Учитель и воспитатель царевича Никифор Вяземский, управляющий хозяйством Федор Еварлаков, Василий Колычев, муж кормилицы Алексея… Духовных лиц в «компании» было четверо — все рядовые священники. Внимания заслуживает лишь один из них — о нем мы еще будем говорить.

Это люди действительно старомосковской ориентации. Но то — «домашняя оппозиция», ни к каким действиям — по общественной и политической малости своей — не способная. Свою оппозиционность и чуждость новым власть имущим окружение царевича не просто ощущало, но и культивировало. Они называли друг друга специальными прозвищами — отец Иуда, брат Ад, переписывались тайнописью, шифром. Но никаких серьезных замыслов за этим не стояло. Просто, чувствуя себя неуютно во враждебном новом мире, они пытались создать для себя подобие собственного микромира.

Сторонники постриженной царицы, они были совершенно бессильны и бессилие это сознавали. Путешествуя за границей, Алексей в письмах к своему духовнику Якову Игнатьеву заклинал его и других своих друзей пуще всего опасаться любых сношений с местами, вблизи коих содержалась его мать: «Во Владимир, мне мнится, не надлежит вам ехать; понеже смотрельщиков за вами много, чтоб из сей твоей поездки и мне не случилось какое зло…» Повзрослевший Алексей прекрасно сознавал, что в качестве политической опоры «компания» отнюдь не годится.

3

Автор новейшего труда о петровских реформах Е. В. Анисимов пришел именно к этому выводу: "Может быть, истинная причина такой концентрированной ненависти Петра к монашеству состояла не столько в осужденном им образе жизни сибаритствующих монахов, сколько в неприятии царем самой идеи монашества, в отрицании идеала, к которому стремились пустынники и благодаря которому они были независимы от той власти, которую олицетворял собой могущественный, но земной владыка Петр. Нетерпимый ко всякому инакомыслию, даже пассивному сопротивлению, царь не мог допустить, что в его государстве где-то могут жить люди, проповедующие иные ценности, иной образ жизни, чем тот, который проповедовал сам Петр и который он считал лучшим для России" (Анисимов Евг. Время петровских реформ. Л.: Лениздат, 1989. С. 343).

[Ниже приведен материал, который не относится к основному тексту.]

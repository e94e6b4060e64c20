use crate::actor::{Callback, Event};
use crate::common::{ErrorCode, PartitionStatus};
use crate::replica::learn::{describe_local_files, fetch_remote_files};
use crate::replica::replica::Replica;
use crate::replica::replica_api::{CopyCheckpointFetched, ReplicaFault};
use crate::storage::{AsyncCheckpointOutcome, ChkptApplyMode, LearnState, StorageError};
use crate::transport::{CopyCheckpointRequest, CopyCheckpointResponse, RpcError};
use bytes::Bytes;
use rand::seq::SliceRandom;
use tokio::time::Instant;

const CHECKPOINT_COPY_DIR_NAME: &str = "checkpoint.copy";

impl Replica {
    pub(super) fn on_checkpoint_timer(&mut self) {
        if !matches!(self.status(), PartitionStatus::Primary | PartitionStatus::Secondary) {
            return;
        }

        self.garbage_collect_private_log();
        self.trigger_checkpoint(false);
    }

    fn garbage_collect_private_log(&self) {
        let log = match self.private_log.clone() {
            Some(log) => log,
            None => return,
        };
        let gpid = self.gpid;
        let durable = self.app.last_durable_decree();
        let valid_start = self.app.init_info().init_offset_in_private_log;
        let reserve_size = self.ctx.options.log_private_reserve_max_size_bytes;
        let reserve_time = self.ctx.options.log_private_reserve_max_time;
        let logger = self.logger.clone();

        tokio::task::spawn_blocking(move || {
            match log.garbage_collection(gpid, durable, valid_start, reserve_size, reserve_time) {
                Ok(0) => {}
                Ok(removed) => {
                    slog::info!(logger, "Private log GC removed {} files below durable decree {}", removed, durable)
                }
                Err(e) => slog::warn!(logger, "Private log GC failed: {}", e),
            }
        });
    }

    /// Makes the app state durable. Engines that checkpoint in the background do so directly.
    /// Sync-only engines block while checkpointing, so a primary with secondaries copies one of
    /// their checkpoints instead. Anyone else checkpoints on a blocking thread and holds back
    /// applies until it ends.
    pub(super) fn trigger_checkpoint(&mut self, is_emergency: bool) {
        if self.checkpoint.checkpoint_is_running {
            return;
        }
        if self.app.last_committed_decree() == self.app.last_durable_decree() {
            return;
        }
        let is_emergency =
            is_emergency || self.checkpoint.last_checkpoint_time.elapsed() >= self.ctx.options.checkpoint_max_interval;

        let engine = self.app.engine().clone();
        if engine.supports_async_checkpoint() {
            self.checkpoint.checkpoint_is_running = true;
            self.spawn_for_event(async move {
                let result = tokio::task::spawn_blocking(move || engine.async_checkpoint(is_emergency))
                    .await
                    .unwrap_or_else(|e| Err(StorageError::AppFailure(e.to_string())));
                Event::AsyncCheckpointDone(result)
            });
            return;
        }

        match self.status() {
            PartitionStatus::Primary if !self.primary.membership.secondaries.is_empty() => {
                self.copy_checkpoint_from_secondary()
            }
            PartitionStatus::Primary | PartitionStatus::Secondary => {
                self.checkpoint.checkpoint_is_running = true;
                self.checkpoint.apply_deferred = true;
                self.spawn_for_event(async move {
                    let result = tokio::task::spawn_blocking(move || engine.sync_checkpoint())
                        .await
                        .unwrap_or_else(|e| Err(StorageError::AppFailure(e.to_string())));
                    Event::BackgroundCheckpointDone(result)
                });
            }
            _ => {}
        }
    }

    pub(crate) fn on_checkpoint_retry(&mut self, is_emergency: bool) {
        if matches!(self.status(), PartitionStatus::Primary | PartitionStatus::Secondary) {
            self.trigger_checkpoint(is_emergency);
        }
    }

    pub(crate) fn on_async_checkpoint_done(&mut self, result: Result<AsyncCheckpointOutcome, StorageError>) {
        self.checkpoint.checkpoint_is_running = false;
        match result {
            Ok(AsyncCheckpointOutcome::Done) => self.on_checkpoint_completed(),
            Ok(AsyncCheckpointOutcome::TryAgain) => {
                let delay = self.ctx.options.checkpoint_try_again_delay;
                slog::info!(self.logger, "Engine asked to retry checkpoint in {:?}", delay);
                self.spawn_for_event(async move {
                    tokio::time::sleep(delay).await;
                    Event::CheckpointRetry { is_emergency: true }
                });
            }
            Ok(outcome) => slog::debug!(self.logger, "Checkpoint skipped: {:?}", outcome),
            Err(e) => slog::warn!(self.logger, "Checkpoint failed: {}", e),
        }
    }

    pub(crate) fn on_background_checkpoint_done(&mut self, result: Result<(), StorageError>) {
        self.checkpoint.checkpoint_is_running = false;
        self.checkpoint.apply_deferred = false;
        match result {
            Ok(()) => self.on_checkpoint_completed(),
            Err(e) => slog::warn!(self.logger, "Background checkpoint failed: {}", e),
        }

        // Commits that arrived during the checkpoint.
        let committed = self.plist.last_committed_decree();
        if let Err(fault) = self.catch_up_app(committed) {
            self.handle_local_failure(fault);
        }
    }

    fn on_checkpoint_completed(&mut self) {
        self.checkpoint.last_checkpoint_time = Instant::now();
        let ballot = self.ballot();
        if let Err(e) = self.app.update_init_info_ballot_and_decree(ballot) {
            return self.handle_local_failure(ReplicaFault::CheckpointFailed(e.to_string()));
        }
        slog::info!(self.logger, "Checkpoint done at durable decree {}", self.app.last_durable_decree());
    }

    // -- Primary of a sync-only engine --

    fn copy_checkpoint_from_secondary(&mut self) {
        if self.checkpoint.copy_in_flight {
            return;
        }
        let source = match self.primary.membership.secondaries.choose(&mut rand::thread_rng()) {
            Some(source) => source.clone(),
            None => return,
        };

        self.checkpoint.copy_in_flight = true;
        let transport = self.ctx.transport.clone();
        let timeout = self.ctx.options.copy_checkpoint_timeout;
        let request = CopyCheckpointRequest { pid: self.gpid };
        let dest = self.app.learn_dir().join(CHECKPOINT_COPY_DIR_NAME);
        let logger = self.logger.new(slog::o!("Peer" => source.to_string()));
        self.spawn_for_event(async move {
            let copy = async move {
                let response = transport
                    .copy_checkpoint(&source, request)
                    .await
                    .map_err(|_| ErrorCode::NetworkFailure)?;
                if !response.err.is_ok() {
                    return Err(response.err);
                }
                let files = fetch_remote_files(transport, source, response.base_local_dir, response.files, dest).await?;
                Ok::<_, ErrorCode>((response.checkpoint_decree, files))
            };
            let result = match tokio::time::timeout(timeout, copy).await {
                Ok(result) => result,
                Err(elapsed) => {
                    slog::debug!(logger, "Checkpoint copy {}", RpcError::from(elapsed));
                    Err(ErrorCode::Timeout)
                }
            };
            Event::CopyCheckpointFetched(CopyCheckpointFetched { result })
        });
    }

    pub(crate) fn on_copy_checkpoint_fetched(&mut self, fetched: CopyCheckpointFetched) {
        self.checkpoint.copy_in_flight = false;
        if self.status() != PartitionStatus::Primary {
            return;
        }

        let (decree, files) = match fetched.result {
            Ok(copied) => copied,
            Err(err) => {
                slog::warn!(self.logger, "Copying checkpoint from secondary failed: {}", err);
                return;
            }
        };
        if decree <= self.app.last_durable_decree() {
            return;
        }
        let state = LearnState {
            from_decree_excluded: 0,
            to_decree_included: decree,
            meta: Bytes::new(),
            files,
        };
        match self.app.apply_checkpoint(ChkptApplyMode::Copy, &state) {
            Ok(()) => self.on_checkpoint_completed(),
            Err(e) => slog::warn!(self.logger, "Copied checkpoint {} not applied: {}", decree, e),
        }
    }

    /// Secondary hands its latest durable checkpoint to its primary.
    pub(crate) fn on_copy_checkpoint(
        &mut self,
        _request: CopyCheckpointRequest,
        callback: Callback<CopyCheckpointResponse, RpcError>,
    ) {
        if self.status() != PartitionStatus::Secondary {
            return callback.send(Ok(CopyCheckpointResponse::error(ErrorCode::InvalidState)));
        }
        if self.app.last_durable_decree() == 0 {
            return callback.send(Ok(CopyCheckpointResponse::error(ErrorCode::ObjectNotFound)));
        }

        let state = match self.app.engine().get_checkpoint(0, &[]) {
            Ok(state) => state,
            Err(e) => {
                slog::warn!(self.logger, "Cannot get checkpoint for primary: {}", e);
                return callback.send(Ok(CopyCheckpointResponse::error(ErrorCode::LocalAppFailure)));
            }
        };
        let logger = self.logger.clone();
        tokio::spawn(async move {
            let response = match describe_local_files(state.files).await {
                Ok((base_local_dir, files)) => CopyCheckpointResponse {
                    err: ErrorCode::Ok,
                    checkpoint_decree: state.to_decree_included,
                    base_local_dir,
                    files,
                },
                Err(e) => {
                    slog::warn!(logger, "Cannot describe checkpoint files: {}", e);
                    CopyCheckpointResponse::error(ErrorCode::LocalAppFailure)
                }
            };
            callback.send(Ok(response));
        });
    }
}
use crate::mutation_log::LogError;
use std::collections::BTreeMap;
use std::io;
use std::path::{Path, PathBuf};

/// Log segment files are named `log.<index>.<start_offset>`.
pub(crate) fn log_file_name(index: u32, start_offset: i64) -> String {
    format!("log.{}.{}", index, start_offset)
}

pub(crate) fn parse_log_file_name(name: &str) -> Option<(u32, i64)> {
    let mut parts = name.split('.');
    if parts.next() != Some("log") {
        return None;
    }
    let index = parts.next()?.parse::<u32>().ok()?;
    let start_offset = parts.next()?.parse::<i64>().ok()?;
    if parts.next().is_some() {
        return None;
    }

    Some((index, start_offset))
}

/// Lists every log segment in `dir` keyed by file index. Unrelated files are ignored.
pub(crate) fn list_log_files(dir: &Path) -> io::Result<BTreeMap<u32, (PathBuf, i64)>> {
    let mut files = BTreeMap::new();
    for entry in std::fs::read_dir(dir)? {
        let entry = entry?;
        if !entry.file_type()?.is_file() {
            continue;
        }
        let name = entry.file_name();
        if let Some((index, start_offset)) = name.to_str().and_then(parse_log_file_name) {
            files.insert(index, (entry.path(), start_offset));
        }
    }

    Ok(files)
}

pub(crate) fn check_log_files_continuity(files: &BTreeMap<u32, (PathBuf, i64)>) -> Result<(), LogError> {
    let first_index = match files.keys().next() {
        None => return Ok(()),
        Some(index) => *index,
    };

    let mut expected = first_index;
    for index in files.keys() {
        if *index != expected {
            let all_files: Vec<String> = files
                .iter()
                .map(|(index, (_, start_offset))| log_file_name(*index, *start_offset))
                .collect();
            return Err(LogError::InvalidData(format!(
                "log file missing with index {}. Files present: [{}]",
                expected,
                all_files.join(", ")
            )));
        }
        expected += 1;
    }

    Ok(())
}

#[cfg(test)]
mod tests {
    use super::*;

    #[test]
    fn file_name_parsing() {
        fn run(expected: Option<(u32, i64)>, name: &str) {
            assert_eq!(expected, parse_log_file_name(name), "name: {}", name);
        }

        run(Some((1, 0)), "log.1.0");
        run(Some((12, 4096)), "log.12.4096");
        run(None, "log.1");
        run(None, "log.1.0.tmp");
        run(None, "plog.1.0");
        run(None, "log.x.0");

        assert_eq!(log_file_name(3, 77), "log.3.77");
    }

    #[test]
    fn continuity() {
        let mut files = BTreeMap::new();
        assert!(check_log_files_continuity(&files).is_ok());

        files.insert(2, (PathBuf::from("log.2.0"), 0));
        files.insert(3, (PathBuf::from("log.3.100"), 100));
        assert!(check_log_files_continuity(&files).is_ok());

        files.insert(5, (PathBuf::from("log.5.300"), 300));
        match check_log_files_continuity(&files) {
            Err(LogError::InvalidData(msg)) => assert!(msg.contains("index 4"), "{}", msg),
            other => panic!("Unexpected result {:?}", other),
        }
    }
}
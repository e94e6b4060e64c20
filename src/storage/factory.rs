use crate::common::Gpid;
use crate::storage::simple_kv::SimpleKvEngine;
use crate::storage::{StorageEngine, StorageError};
use std::collections::HashMap;
use std::path::Path;
use std::sync::Arc;

pub const SIMPLE_KV_APP_TYPE: &str = "simple_kv";
pub const SIMPLE_KV_SYNC_APP_TYPE: &str = "simple_kv_sync";

// -- Engine factory --
pub trait StorageEngineFactory: Send + Sync {
    fn create(&self, gpid: Gpid, data_dir: &Path) -> Result<Arc<dyn StorageEngine>, StorageError>;
}

// -- SimpleKvFactory --

pub struct SimpleKvFactory {
    async_checkpoint: bool,
}

impl SimpleKvFactory {
    pub fn new() -> Self {
        SimpleKvFactory { async_checkpoint: true }
    }

    /// Engines that only support synchronous checkpoints. Primaries of such apps copy
    /// checkpoints from their secondaries.
    pub fn sync_only() -> Self {
        SimpleKvFactory {
            async_checkpoint: false,
        }
    }
}

impl StorageEngineFactory for SimpleKvFactory {
    fn create(&self, _gpid: Gpid, data_dir: &Path) -> Result<Arc<dyn StorageEngine>, StorageError> {
        Ok(Arc::new(SimpleKvEngine::new(data_dir, self.async_checkpoint)))
    }
}

// -- Registry --

/// StorageEngineRegistry maps an app type to the factory that builds its engines. It is built once
/// per node and handed to every replica that opens.
#[derive(Clone)]
pub struct StorageEngineRegistry {
    factories: HashMap<String, Arc<dyn StorageEngineFactory>>,
}

impl StorageEngineRegistry {
    pub fn new() -> Self {
        StorageEngineRegistry {
            factories: HashMap::new(),
        }
    }

    /// Registry with the engines shipped in this crate.
    pub fn with_builtin_engines() -> Self {
        let mut registry = StorageEngineRegistry::new();
        registry.register(SIMPLE_KV_APP_TYPE, Arc::new(SimpleKvFactory::new()));
        registry.register(SIMPLE_KV_SYNC_APP_TYPE, Arc::new(SimpleKvFactory::sync_only()));
        registry
    }

    /// Registers `factory` under `app_type`. Last registration wins.
    pub fn register(&mut self, app_type: &str, factory: Arc<dyn StorageEngineFactory>) {
        self.factories.insert(app_type.to_string(), factory);
    }

    pub fn contains(&self, app_type: &str) -> bool {
        self.factories.contains_key(app_type)
    }

    pub fn create(
        &self,
        app_type: &str,
        gpid: Gpid,
        data_dir: &Path,
    ) -> Result<Arc<dyn StorageEngine>, StorageError> {
        match self.factories.get(app_type) {
            Some(factory) => factory.create(gpid, data_dir),
            None => Err(StorageError::UnknownEngine(app_type.to_string())),
        }
    }
}

#[cfg(test)]
mod tests {
    use super::*;

    #[test]
    fn creates_registered_engines_only() {
        let dir = tempfile::tempdir().unwrap();
        let registry = StorageEngineRegistry::with_builtin_engines();

        let engine = registry
            .create(SIMPLE_KV_APP_TYPE, Gpid::new(1, 0), dir.path())
            .unwrap();
        assert!(engine.supports_async_checkpoint());

        let engine = registry
            .create(SIMPLE_KV_SYNC_APP_TYPE, Gpid::new(1, 0), dir.path())
            .unwrap();
        assert!(!engine.supports_async_checkpoint());

        match registry.create("rocksdb", Gpid::new(1, 0), dir.path()) {
            Err(StorageError::UnknownEngine(name)) => assert_eq!(name, "rocksdb"),
            Err(e) => panic!("Unexpected error {:?}", e),
            Ok(_) => panic!("rocksdb is not registered"),
        }
    }
}
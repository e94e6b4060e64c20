use std::time::Instant;

/// TokenBucket refills at `rate` tokens per second up to `burst` tokens. Consumption is
/// all-or-nothing: a request either takes all of its tokens or none of them.
#[derive(Debug, Clone)]
pub(crate) struct TokenBucket {
    rate: u64,
    burst: u64,
    available: u64,
    last_refill: Instant,
}

impl TokenBucket {
    pub(crate) fn new_at(rate: u64, burst: u64, now: Instant) -> Self {
        TokenBucket {
            rate,
            burst,
            available: burst,
            last_refill: now,
        }
    }

    /// Reconfigures the bucket and refills it to the new burst.
    pub(crate) fn reset_at(&mut self, rate: u64, burst: u64, now: Instant) {
        self.rate = rate;
        self.burst = burst;
        self.available = burst;
        self.last_refill = now;
    }

    pub(crate) fn consume_at(&mut self, tokens: u64, now: Instant) -> bool {
        self.refill(now);
        if tokens > self.available {
            return false;
        }
        self.available -= tokens;
        true
    }

    fn refill(&mut self, now: Instant) {
        if now <= self.last_refill {
            return;
        }

        let elapsed_ms = now.duration_since(self.last_refill).as_millis() as u64;
        if elapsed_ms == 0 {
            return;
        }
        let added = self.rate.saturating_mul(elapsed_ms) / 1000;
        if added == 0 {
            // Keep the partial interval so slow rates still make progress.
            return;
        }
        self.available = self.available.saturating_add(added).min(self.burst);
        self.last_refill = now;
    }
}

#[cfg(test)]
impl TokenBucket {
    fn available_at(&mut self, now: Instant) -> u64 {
        self.refill(now);
        self.available
    }
}

#[cfg(test)]
mod tests {
    use super::*;
    use std::time::Duration;

    #[test]
    fn consume_succeeds_iff_enough_tokens() {
        let start = Instant::now();
        let mut bucket = TokenBucket::new_at(100, 100, start);

        assert!(bucket.consume_at(60, start));
        assert_eq!(bucket.available_at(start), 40);
        assert!(!bucket.consume_at(41, start));
        assert_eq!(bucket.available_at(start), 40);
        assert!(bucket.consume_at(40, start));
        assert!(!bucket.consume_at(1, start));
    }

    #[test]
    fn refill_never_exceeds_burst() {
        let start = Instant::now();
        let mut bucket = TokenBucket::new_at(100, 50, start);
        assert!(bucket.consume_at(50, start));

        assert_eq!(bucket.available_at(start + Duration::from_millis(200)), 20);
        assert_eq!(bucket.available_at(start + Duration::from_secs(10)), 50);
    }

    #[test]
    fn slow_rate_accumulates_partial_intervals() {
        let start = Instant::now();
        let mut bucket = TokenBucket::new_at(1, 1, start);
        assert!(bucket.consume_at(1, start));

        assert_eq!(bucket.available_at(start + Duration::from_millis(500)), 0);
        assert_eq!(bucket.available_at(start + Duration::from_millis(1000)), 1);
    }

    #[test]
    fn reset_refills() {
        let start = Instant::now();
        let mut bucket = TokenBucket::new_at(10, 10, start);
        assert!(bucket.consume_at(10, start));

        bucket.reset_at(20, 30, start);
        assert_eq!(bucket.available_at(start), 30);
        assert!(bucket.consume_at(30, start));
        assert_eq!(bucket.available_at(start + Duration::from_millis(500)), 10);
    }
}
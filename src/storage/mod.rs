mod app_info;
mod engine;
mod factory;
mod init_info;
mod replication_app;
mod simple_kv;

pub use app_info::load_app_info;
pub use app_info::store_app_info;
pub use app_info::APP_INFO_FILE_NAME;
pub use engine::AsyncCheckpointOutcome;
pub use engine::ChkptApplyMode;
pub use engine::LearnState;
pub use engine::StorageEngine;
pub use engine::StorageError;
pub use engine::WRITE_EMPTY_CODE;
pub use factory::SimpleKvFactory;
pub use factory::StorageEngineFactory;
pub use factory::StorageEngineRegistry;
pub use factory::SIMPLE_KV_APP_TYPE;
pub use factory::SIMPLE_KV_SYNC_APP_TYPE;
pub use init_info::InitInfoError;
pub use init_info::ReplicaInitInfo;
pub use init_info::INIT_INFO_FILE_NAME;
pub use init_info::LEGACY_INIT_INFO_FILE_NAME;
pub use replication_app::AppError;
pub use replication_app::ReplicationApp;
pub use replication_app::BACKUP_DIR_NAME;
pub use replication_app::DATA_DIR_NAME;
pub use replication_app::LEARN_DIR_NAME;
pub use replication_app::PRIVATE_LOG_DIR_NAME;
pub use simple_kv::append_update;
pub use simple_kv::checkpoint_file_name;
pub use simple_kv::put_update;
pub use simple_kv::remove_update;
pub use simple_kv::SimpleKvEngine;
#[derive(Debug, thiserror::Error, PartialEq)]
pub enum PrepareListError {
    #[error("Decree {decree} is not above last committed decree {last_committed}")]
    AlreadyCommitted { decree: Decree, last_committed: Decree },
    #[error("Decree {decree} is too far ahead of min decree {min_decree} (capacity {capacity})")]
    CapacityExceeded {
        decree: Decree,
        min_decree: Decree,
        capacity: usize,
    },
    #[error("Decree {decree} is below min decree {min_decree}")]
    BelowWindow { decree: Decree, min_decree: Decree },
    #[error("Mutation {0} is missing or not logged")]
    MissingMutation(Decree),
    #[error("Mutation {decree} has ballot {ballot}, lower than previous ballot {previous}")]
    BallotDecreased {
        decree: Decree,
        ballot: Ballot,
        previous: Ballot,
    },
    #[error("Cannot prepare mutations while {0:?}")]
    InvalidStatus(PartitionStatus),
}

/// A mutation inside the prepare list along with its pipeline progress.
#[derive(Debug, Clone)]
pub struct PreparedMutation {
    pub mutation: Arc<Mutation>,
    pub logged: bool,
    /// Primary: enough acks arrived. Everyone else sets this on insertion.
    pub quorum_reached: bool,
}

impl PreparedMutation {
    pub fn new(mutation: Arc<Mutation>, logged: bool, quorum_reached: bool) -> Self {
        PreparedMutation {
            mutation,
            logged,
            quorum_reached,
        }
    }

    pub fn decree(&self) -> Decree {
        self.mutation.decree()
    }

    pub fn ballot(&self) -> Ballot {
        self.mutation.ballot()
    }

    pub fn is_ready_for_commit(&self) -> bool {
        self.logged && self.quorum_reached
    }
}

Число трудов, посвященных Петровской эпохе, огромно. Но, как увидит читатель, я опираюсь на ограниченный круг исследователей, работы которых концентрируют в себе смысл главных направлений исторической мысли и содержат все необходимые для объективных выводов предпосылки. Это работы С. М. Соловьева, В. О. Ключевского, крупнейшего историософского мыслителя декабризма М. А. Фонвизина, П. Н. Милюкова, а из исследователей последнего периода — Н. И. Павленко и Е. В. Анисимова.

4

Флоровский Г. Указ. соч. С. 102.

5

Пушкин А. С. Полн. собр. соч.: В 10 т. М.; Л., 1949. Т. 9. С. 401.

6

М. А. Фонвизин со свойственной ему смелостью и концентрированностью историософской мысли подвел итог церковной реформе Петра: "До Петра Великого русская церковь, сохраняя свои канонические права, была независима. Он и на церковь наложил свою железную руку. Упразднением патриаршества и учреждением Синода Петр безусловно подчинил и церковь своему произволу… Петр хотя формально и не провозгласил себя главою православной церкви греко-российской, но по формуле установленной им присяги для членов Синода и архиереев при их возведении в сан он существенно сделался ее главою. Синод вошел в череду прочих административных учреждений и стал безусловно зависеть от произвола царя. Светский и часто военный чиновник под странным названием обер-прокурора Святейшего правительствующего Синода именем государя полновластно действует в этом церковном соборе и полновластно управляет духовенством. Этим Петр унизил и церковь и ее пастырей: архиереи наши с тех пор в полной зависимости от верховной власти, унижаются в своих проповедях до самого пошлого ласкательства и лести царедворцев. Более всего дорожа высочайшей милостию и благоволением, пастыри церкви не смеют исполнять главную обязанность своего сана: учить и обличать грех даже в сильных земли. Карамзин, говоря об этом, замечает, что с Петра I "наши первосвятители были только угодниками царей и на кафедрах языком библейским произносили им слова похвальные"" (Фонвизин М.А. Сочинения и письма: В 2 т. Иркутск, 1982. Т. 2. С. 116).